Lymphoma and other complications
Cancers of immune system cells (lymphomas) occur in about one-third of people with XLP[1]. Lymphoproliferative disease (malignant lymphoma) and other lymphoproliferative diseases are specific to XLP1 and often develop in childhood, usually following EBV exposure[3]. To date, neither lymphoproliferative disease nor common variable immunodeficiency has been reported in males with XLP2[3].
Rarer findings in those with XLP1 can include aplastic anemia (inability to produce red blood cells), vasculitis (inflammation in the blood vessels), and lymphoid granulomatosis[3]. Survivors of initial infection may develop aplastic anemia, enlarged spleen, or a combination of these conditions[5].
XLP2-specific features
Males with XLP2 are more likely to have enlarged spleen and gastrointestinal disease, including inflammation of the intestines and perirectal abscesses or abnormal connections between organs called fistulae[3]. Rarely, individuals with XLP2 and inflammatory bowel disease have been reported to develop inflammatory liver disease, which can progress to fatal liver failure[3].
Prognosis
Without treatment, most people with XLP survive only into childhood[1]. Death usually results from hemophagocytic lymphohistiocytosis[1]. Approximately 75% of patients die by age 10 years, and all die by age 40 years unless treatment is provided[5].
Diagnosis
The diagnosis of X-linked lymphoproliferative syndrome should be considered in young males who have severe Epstein-Barr virus infection, hemophagocytic lymphohistiocytosis, a suggestive family history, or other common manifestations[5].
Genetic testing is the standard test for confirming the diagnosis (before and after EBV infection and symptoms develop) as well as the carrier state[5]. The diagnosis of XLP1 or XLP2 can be established in a male who has a genetic change in SH2D1A (XLP1) or XIAP (XLP2) identified on molecular genetic testing[3]. These males typically have low or absent SAP or XIAP protein expression, respectively, by flow cytometry[3].
However, genetic testing can take weeks to complete, so other testing is done if the diagnosis must be made earlier, such as flow cytometry to assess protein expression[5]. Suggestive findings include decreased antibody responses to antigens (particularly to EBV nuclear antigen), impaired T-cell proliferative responses, decreased natural killer cell function, and an inverted ratio of certain T cell types[5]. These findings are typical before and after Epstein-Barr virus infection[5]. A bone marrow biopsy can help confirm hemophagocytic lymphohistiocytosis[5].
In survivors, laboratory and imaging tests are done yearly to check for lymphoma and anemia[5].
Genetic testing is done in relatives when a case or carrier is identified in a family.
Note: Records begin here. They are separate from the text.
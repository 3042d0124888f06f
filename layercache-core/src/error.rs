//! Error types for layered cache operations
//!
//! Two families live here. `StorageError` describes failures of a backing
//! key-value store; tiers catch it at their boundary and degrade to a miss or
//! a no-op write. `CacheError` is what callers of the orchestrator see, and
//! for `cached_query` that is only ever a genuine fetch failure or a value
//! that cannot round-trip through the tier representation.

use std::sync::Arc;
use thiserror::Error;

/// A fetch failure shared by every waiter of one in-flight query
pub type SharedError = Arc<anyhow::Error>;

/// Failure of a backing key-value store
#[derive(Error, Debug)]
pub enum StorageError {
    /// The store refused a write that would exceed its byte quota
    #[error("Storage quota exceeded: {requested} bytes requested, limit is {limit} bytes")]
    QuotaExceeded { limit: usize, requested: usize },

    /// The store is disabled or otherwise not usable
    #[error("Storage unavailable: {0}")]
    Unavailable(String),

    /// Filesystem error from a file-backed store
    #[error("Storage I/O error: {0}")]
    Io(#[from] std::io::Error),

    /// Persisted data could not be encoded or decoded
    #[error("Storage serialization error: {0}")]
    Serialization(#[from] serde_json::Error),
}

/// Main error type for cache operations
#[derive(Error, Debug)]
pub enum CacheError {
    /// The query function failed; the same error is delivered to every waiter
    #[error("Query failed: {0}")]
    Fetch(SharedError),

    /// A fetched or cached value could not be converted to the requested type
    #[error("Serialization error: {0}")]
    Serialization(String),

    /// Invalid cache configuration
    #[error("Configuration error: {0}")]
    Config(String),

    /// Backing store failure surfaced by an explicit maintenance operation
    #[error(transparent)]
    Storage(#[from] StorageError),
}

impl CacheError {
    /// The shared fetch error, if this is a fetch failure
    pub fn fetch_error(&self) -> Option<&SharedError> {
        match self {
            CacheError::Fetch(err) => Some(err),
            _ => None,
        }
    }
}

/// Result type alias for cache operations
pub type Result<T> = std::result::Result<T, CacheError>;
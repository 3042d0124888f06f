//! Time sources for entry timestamps

use chrono::Utc;
use std::fmt;
use std::sync::atomic::{AtomicI64, Ordering};
use std::time::Duration;

/// Millisecond time source used to stamp and age cache entries
pub trait Clock: Send + Sync + fmt::Debug {
    /// Current time in milliseconds
    fn now_millis(&self) -> i64;
}

/// Wall clock (milliseconds since the Unix epoch)
#[derive(Debug, Default, Clone, Copy)]
pub struct SystemClock;

impl Clock for SystemClock {
    fn now_millis(&self) -> i64 {
        Utc::now().timestamp_millis()
    }
}

/// Manually driven clock for simulated time
#[derive(Debug, Default)]
pub struct ManualClock {
    now: AtomicI64,
}

impl ManualClock {
    /// Create a clock reading `start_millis`
    pub fn new(start_millis: i64) -> Self {
        Self {
            now: AtomicI64::new(start_millis),
        }
    }

    /// Jump to an absolute time
    pub fn set(&self, millis: i64) {
        self.now.store(millis, Ordering::SeqCst);
    }

    /// Move time forward
    pub fn advance(&self, by: Duration) {
        let millis = i64::try_from(by.as_millis()).unwrap_or(i64::MAX);
        self.now.fetch_add(millis, Ordering::SeqCst);
    }
}

impl Clock for ManualClock {
    fn now_millis(&self) -> i64 {
        self.now.load(Ordering::SeqCst)
    }
}

#[cfg(test)]
mod tests {
    use super::*;

    #[test]
    fn test_manual_clock() {
        let clock = ManualClock::new(0);
        assert_eq!(clock.now_millis(), 0);

        clock.advance(Duration::from_millis(999));
        assert_eq!(clock.now_millis(), 999);

        clock.set(5_000);
        assert_eq!(clock.now_millis(), 5_000);
    }

    #[test]
    fn test_system_clock_is_monotonic_enough() {
        let clock = SystemClock;
        let a = clock.now_millis();
        let b = clock.now_millis();
        assert!(b >= a);
        assert!(a > 1_600_000_000_000);
    }
}
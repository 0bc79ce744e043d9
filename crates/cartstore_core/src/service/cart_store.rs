//! Cart store: the single owner of cart state.
//!
//! # Responsibility
//! - Hydrate the cart from durable storage once, at construction.
//! - Apply cart mutations and mirror the whole cart back after each one.
//! - Raise the notification signal and fan out snapshots to subscribers.
//!
//! # Invariants
//! - Cart contents change only through the named mutators.
//! - Storage failures never abort a mutation; memory stays authoritative and
//!   the failure is kept for `last_persist_error` until the next good write.
//! - Removing an unknown id is a no-op on contents but still notifies.
//! - `clear_cart` leaves the notification signal untouched.

use crate::model::cart::{Cart, SnapshotError};
use crate::model::item::{CartItem, ItemId};
use crate::model::notification::{NotificationKind, NotificationState};
use crate::repo::kv_store::{KeyValueStore, KvError};
use log::{debug, error, info, warn};
use std::error::Error;
use std::fmt::{Display, Formatter};

/// Storage key the cart snapshot lives under by default.
pub const DEFAULT_STORAGE_KEY: &str = "cartItems";

/// Store construction options.
#[derive(Debug, Clone, PartialEq, Eq)]
pub struct CartStoreConfig {
    /// Key used for the JSON snapshot in the key-value store.
    pub storage_key: String,
}

impl Default for CartStoreConfig {
    fn default() -> Self {
        Self {
            storage_key: DEFAULT_STORAGE_KEY.to_string(),
        }
    }
}

/// Owned read model handed to subscribers and UI callers.
#[derive(Debug, Clone, PartialEq)]
pub struct CartSnapshot {
    pub items: Vec<CartItem>,
    /// Distinct entries, not units.
    pub items_count: usize,
    pub total: f64,
    pub total_quantity: u64,
    pub notification: NotificationState,
}

/// Why the last write-back of the cart did not reach storage.
#[derive(Debug)]
pub enum PersistError {
    Encode(SnapshotError),
    Write(KvError),
}

impl Display for PersistError {
    fn fmt(&self, f: &mut Formatter<'_>) -> std::fmt::Result {
        match self {
            Self::Encode(err) => write!(f, "{err}"),
            Self::Write(err) => write!(f, "cart snapshot write failed: {err}"),
        }
    }
}

impl Error for PersistError {
    fn source(&self) -> Option<&(dyn Error + 'static)> {
        match self {
            Self::Encode(err) => Some(err),
            Self::Write(err) => Some(err),
        }
    }
}

/// Handle returned by [`CartStore::subscribe`].
#[derive(Debug, Clone, Copy, PartialEq, Eq, Hash)]
pub struct SubscriptionId(u64);

type Listener = Box<dyn FnMut(&CartSnapshot)>;

/// Cart state container backed by a durable key-value store.
pub struct CartStore<S: KeyValueStore> {
    storage: S,
    config: CartStoreConfig,
    cart: Cart,
    notification: NotificationState,
    last_persist_error: Option<PersistError>,
    listeners: Vec<(SubscriptionId, Listener)>,
    next_subscription: u64,
}

impl<S: KeyValueStore> CartStore<S> {
    /// Opens a store with the default storage key.
    pub fn open(storage: S) -> Self {
        Self::open_with_config(storage, CartStoreConfig::default())
    }

    /// Opens a store and hydrates the cart from `storage`.
    ///
    /// Never fails: a missing, unreadable or malformed snapshot yields an
    /// empty cart.
    pub fn open_with_config(storage: S, config: CartStoreConfig) -> Self {
        let cart = load_cart(&storage, &config.storage_key);
        Self {
            storage,
            config,
            cart,
            notification: NotificationState::default(),
            last_persist_error: None,
            listeners: Vec::new(),
            next_subscription: 0,
        }
    }

    /// Current line items in insertion order.
    pub fn items(&self) -> &[CartItem] {
        self.cart.items()
    }

    pub fn notification(&self) -> NotificationState {
        self.notification
    }

    /// Failure of the most recent write-back, `None` after a good one.
    ///
    /// Front ends that drop the store after one command use this to tell
    /// the caller their change was not saved.
    pub fn last_persist_error(&self) -> Option<&PersistError> {
        self.last_persist_error.as_ref()
    }

    /// Sum of `price * quantity`; `0.0` for an empty cart.
    pub fn cart_total(&self) -> f64 {
        self.cart.total()
    }

    /// Number of distinct entries.
    pub fn cart_items_count(&self) -> usize {
        self.cart.len()
    }

    pub fn snapshot(&self) -> CartSnapshot {
        CartSnapshot {
            items: self.cart.items().to_vec(),
            items_count: self.cart.len(),
            total: self.cart.total(),
            total_quantity: self.cart.total_quantity(),
            notification: self.notification,
        }
    }

    /// Adds one unit of `item`, merging by id.
    ///
    /// A new item with a non-finite price is refused: nothing is persisted
    /// and no notification is raised.
    pub fn add_to_cart(&mut self, item: &CartItem) -> &[CartItem] {
        if !self.cart.add(item) {
            warn!(
                "event=cart_add module=store status=rejected item_id={} error_code=non_finite_price",
                item.id
            );
            return self.cart.items();
        }
        debug!(
            "event=cart_add module=store status=ok item_id={} items_count={}",
            item.id,
            self.cart.len()
        );
        self.commit("cart_add", Some(NotificationKind::Added));
        self.cart.items()
    }

    /// Removes one unit of the item with `id`; the entry disappears at zero.
    pub fn remove_from_cart(&mut self, id: &ItemId) -> &[CartItem] {
        let matched = self.cart.decrement(id);
        debug!(
            "event=cart_remove module=store status=ok item_id={id} matched={matched} items_count={}",
            self.cart.len()
        );
        self.commit("cart_remove", Some(NotificationKind::Removed));
        self.cart.items()
    }

    /// Removes the item with `id` whatever its quantity.
    pub fn remove_item_from_cart(&mut self, id: &ItemId) -> &[CartItem] {
        let matched = self.cart.remove(id);
        debug!(
            "event=cart_remove_item module=store status=ok item_id={id} matched={matched} items_count={}",
            self.cart.len()
        );
        self.commit("cart_remove_item", Some(NotificationKind::Removed));
        self.cart.items()
    }

    /// Empties the cart and persists the empty collection.
    pub fn clear_cart(&mut self) -> &[CartItem] {
        self.cart.clear();
        debug!("event=cart_clear module=store status=ok");
        self.commit("cart_clear", None);
        self.cart.items()
    }

    /// Hides the notification. Cart contents and storage are untouched.
    pub fn dismiss_notification(&mut self) {
        self.notification.dismiss();
        self.publish();
    }

    /// Registers a listener called with a fresh snapshot after every
    /// mutation and every dismissal, in registration order.
    pub fn subscribe(&mut self, listener: impl FnMut(&CartSnapshot) + 'static) -> SubscriptionId {
        let id = SubscriptionId(self.next_subscription);
        self.next_subscription += 1;
        self.listeners.push((id, Box::new(listener)));
        id
    }

    /// Drops a listener. Returns whether it was registered.
    pub fn unsubscribe(&mut self, id: SubscriptionId) -> bool {
        let before = self.listeners.len();
        self.listeners.retain(|(existing, _)| *existing != id);
        self.listeners.len() != before
    }

    fn commit(&mut self, event: &'static str, notify: Option<NotificationKind>) {
        self.persist(event);
        if let Some(kind) = notify {
            self.notification = NotificationState::raised(kind);
        }
        self.publish();
    }

    fn persist(&mut self, event: &'static str) {
        self.last_persist_error = match self.write_snapshot() {
            Ok(bytes) => {
                debug!("event=cart_persist module=store status=ok cause={event} bytes={bytes}");
                None
            }
            Err(err) => {
                let error_code = match err {
                    PersistError::Encode(_) => "encode_failed",
                    PersistError::Write(_) => "write_failed",
                };
                error!(
                    "event=cart_persist module=store status=error cause={event} error_code={error_code} error={err}"
                );
                Some(err)
            }
        };
    }

    fn write_snapshot(&self) -> Result<usize, PersistError> {
        let encoded = self.cart.encode_snapshot().map_err(PersistError::Encode)?;
        self.storage
            .set(&self.config.storage_key, &encoded)
            .map_err(PersistError::Write)?;
        Ok(encoded.len())
    }

    fn publish(&mut self) {
        if self.listeners.is_empty() {
            return;
        }
        let snapshot = self.snapshot();
        for (_, listener) in &mut self.listeners {
            listener(&snapshot);
        }
    }
}

fn load_cart<S: KeyValueStore>(storage: &S, key: &str) -> Cart {
    let raw = match storage.get(key) {
        Ok(Some(raw)) => raw,
        Ok(None) => {
            info!("event=cart_load module=store status=ok source=empty");
            return Cart::new();
        }
        Err(err) => {
            error!(
                "event=cart_load module=store status=error error_code=read_failed error={err}"
            );
            return Cart::new();
        }
    };

    match Cart::decode_snapshot(&raw) {
        Ok((cart, report)) => {
            if !report.is_clean() {
                warn!(
                    "event=cart_load module=store status=repaired dropped_empty={} merged_duplicates={}",
                    report.dropped_empty, report.merged_duplicates
                );
            }
            info!(
                "event=cart_load module=store status=ok source=snapshot items_count={}",
                cart.len()
            );
            cart
        }
        Err(err) => {
            warn!(
                "event=cart_load module=store status=fallback error_code=decode_failed error={err}"
            );
            Cart::new()
        }
    }
}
Screening before birth is recommended for people if a change that causes XLP has been identified in their family[5]. Early screening of infant boys in families that have had children with XLP is critically important so that they can be treated before contracting an EBV infection[15].
Treatment
Treatment of X-linked lymphoproliferative syndrome is hematopoietic stem cell transplantation (also called bone marrow transplant)[5]. This involves replacing the patient’s blood-forming cells with healthy ones from a donor. Approximately 80% of patients who receive a transplant survive[5]. Transplantation is curative if done before Epstein-Barr virus infection or other disorders become irreversible[5].
Rituximab, a medication, can help prevent severe EBV infection before transplantation[5].
Gene editing and gene therapy have shown early promising results for patients with XLP[5]. Some patients with less common cellular immunodeficiencies may need cellular reconstitution via hematopoietic stem cell transplantation or, perhaps, gene therapy[15].
The disease can be cured by bone marrow or cord blood transplantation[15]. Early recognition is crucial since the disease can be cured by transplantation[15].